Exercise aim
The lines to be extracted run from the start of the listing through the line containing "to the token."; copy them exactly and nothing else.

────────────────────────────────────────

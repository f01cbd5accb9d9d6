// config.rs
// Environment-driven configuration with defaults, plus the small persisted
// UI preferences file (dark mode).

use std::{env, fs, path::PathBuf};

use anyhow::{Context, Result};
use serde::{Deserialize, Serialize};

#[derive(Debug, Clone)]
pub struct AppConfig {
    /// Base URL of the remote REST backend, without trailing slash.
    pub api_base_url: String,
    /// Where the bearer token survives restarts (the local-storage analog).
    pub token_file: PathBuf,
    /// Where export downloads land.
    pub descargas_dir: PathBuf,
    /// Directory holding the .ttf fonts genpdf loads.
    pub fuentes_dir: PathBuf,
    /// Persisted UI preferences live next to the token.
    pub prefs_file: PathBuf,
}

impl AppConfig {
    pub fn from_env() -> Self {
        let api_base_url = env::var("API_BASE_URL")
            .unwrap_or_else(|_| "http://localhost:3000/api".to_string());
        let api_base_url = api_base_url.trim_end_matches('/').to_string();

        let token_file = env::var("TOKEN_FILE")
            .map(PathBuf::from)
            .unwrap_or_else(|_| PathBuf::from(".facturapro-token"));
        let prefs_file = env::var("PREFS_FILE")
            .map(PathBuf::from)
            .unwrap_or_else(|_| PathBuf::from(".facturapro-prefs.json"));
        let descargas_dir = env::var("DESCARGAS_DIR")
            .map(PathBuf::from)
            .unwrap_or_else(|_| PathBuf::from("descargas"));
        let fuentes_dir = env::var("FUENTES_DIR")
            .map(PathBuf::from)
            .unwrap_or_else(|_| PathBuf::from("fonts"));

        AppConfig {
            api_base_url,
            token_file,
            descargas_dir,
            fuentes_dir,
            prefs_file,
        }
    }
}

/// UI preferences that survive restarts. Kept deliberately tiny: the only
/// app-wide flag the screens share besides the session is the theme.
#[derive(Debug, Clone, Default, Serialize, Deserialize)]
pub struct Preferencias {
    pub tema_oscuro: bool,
}

impl Preferencias {
    /// Missing or unreadable file means defaults, never an error.
    pub fn cargar(path: &PathBuf) -> Self {
        fs::read_to_string(path)
            .ok()
            .and_then(|raw| serde_json::from_str(&raw).ok())
            .unwrap_or_default()
    }

    pub fn guardar(&self, path: &PathBuf) -> Result<()> {
        let raw = serde_json::to_string_pretty(self)?;
        fs::write(path, raw).with_context(|| format!("no se pudo escribir {}", path.display()))
    }
}
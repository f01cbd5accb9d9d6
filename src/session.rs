// session.rs
// Session lifecycle: login/registro exchange credentials for a bearer token,
// logout is best-effort server-side and always clears locally, and startup
// restores the persisted token by confirming the profile.

use std::fs;

use anyhow::{Context, Result};
use serde::Deserialize;
use serde_json::json;
use tracing::{debug, info, warn};

use crate::models::{Perfil, Registro};
use crate::state::AppState;

#[derive(Deserialize)]
struct RespuestaAuth {
    token: String,
    perfil: Perfil,
}

/// Exchanges credentials for a token, persists it and stores the profile.
/// Failures notify and re-throw so the login form stays open.
pub async fn login(state: &AppState, email: &str, contrasena: &str) -> Result<Perfil> {
    let payload = json!({ "email": email, "contrasena": contrasena });
    match state.api.post::<_, RespuestaAuth>("auth/login", &payload).await {
        Ok(respuesta) => {
            establecer_sesion(state, respuesta)
        }
        Err(err) => {
            state.notifier.error("Correo o contraseña incorrectos");
            warn!("fallo de login: {err:#}");
            Err(err)
        }
    }
}

/// Registers the business account and establishes a session, like login.
pub async fn registrar(state: &AppState, registro: &Registro) -> Result<Perfil> {
    match state
        .api
        .post::<_, RespuestaAuth>("auth/registro", registro)
        .await
    {
        Ok(respuesta) => {
            state.notifier.exito("Cuenta creada");
            establecer_sesion(state, respuesta)
        }
        Err(err) => {
            state.notifier.error("No se pudo crear la cuenta");
            warn!("fallo de registro: {err:#}");
            Err(err)
        }
    }
}

/// Best-effort server-side invalidation; local token and profile are cleared
/// regardless of what the server answers.
pub async fn logout(state: &AppState) -> Result<()> {
    if let Err(err) = state.api.post_accion("auth/logout").await {
        debug!("logout remoto falló, se limpia igual: {err:#}");
    }
    limpiar_sesion(state);
    info!("sesión cerrada");
    Ok(())
}

/// Startup path: if a token was persisted, confirm it by fetching the
/// profile. Any failure silently downgrades to logged-out; "no user" is the
/// single source of truth for gating private screens.
pub async fn restaurar_sesion(state: &AppState) {
    let token = match fs::read_to_string(&state.config.token_file) {
        Ok(raw) if !raw.trim().is_empty() => raw.trim().to_string(),
        _ => return,
    };

    state.api.set_token(&token);
    match state.api.get::<Perfil>("perfil").await {
        Ok(perfil) => {
            info!(negocio = %perfil.nombre_negocio, "sesión restaurada");
            *state.perfil.write() = Some(perfil);
        }
        Err(err) => {
            debug!("token persistido inválido, sesión descartada: {err:#}");
            limpiar_sesion(state);
        }
    }
}

/// Sends the edited profile and keeps only the server echo.
pub async fn actualizar_perfil(state: &AppState, perfil: &Perfil) -> Result<Perfil> {
    match state.api.put::<_, Perfil>("perfil", perfil).await {
        Ok(actualizado) => {
            *state.perfil.write() = Some(actualizado.clone());
            state.notifier.exito("Perfil actualizado");
            Ok(actualizado)
        }
        Err(err) => {
            state.notifier.error("No se pudo actualizar el perfil");
            warn!("fallo al actualizar perfil: {err:#}");
            Err(err)
        }
    }
}

fn establecer_sesion(state: &AppState, respuesta: RespuestaAuth) -> Result<Perfil> {
    state.api.set_token(&respuesta.token);
    persistir_token(state, &respuesta.token)?;
    *state.perfil.write() = Some(respuesta.perfil.clone());
    info!(negocio = %respuesta.perfil.nombre_negocio, "sesión iniciada");
    Ok(respuesta.perfil)
}

fn persistir_token(state: &AppState, token: &str) -> Result<()> {
    fs::write(&state.config.token_file, token).with_context(|| {
        format!(
            "no se pudo persistir el token en {}",
            state.config.token_file.display()
        )
    })
}

fn limpiar_sesion(state: &AppState) {
    state.api.clear_token();
    *state.perfil.write() = None;
    let _ = fs::remove_file(&state.config.token_file);
}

────────────────────────────────────────

Exercise result
repository f01cbd5accb9d9d6
// config.rs
// Environment-driven configuration with defaults, plus the small persisted
// UI preferences file (dark mode).

use std::{env, fs, path::PathBuf};

use anyhow::{Context, Result};
use serde::{Deserialize, Serialize};

#[derive(Debug, Clone)]
pub struct AppConfig {
    /// Base URL of the remote REST backend, without trailing slash.
    pub api_base_url: String,
    /// Where the bearer token survives restarts (the local-storage analog).
    pub token_file: PathBuf,
    /// Where export downloads land.
    pub descargas_dir: PathBuf,
    /// Directory holding the .ttf fonts genpdf loads.
    pub fuentes_dir: PathBuf,
    /// Persisted UI preferences live next to the token.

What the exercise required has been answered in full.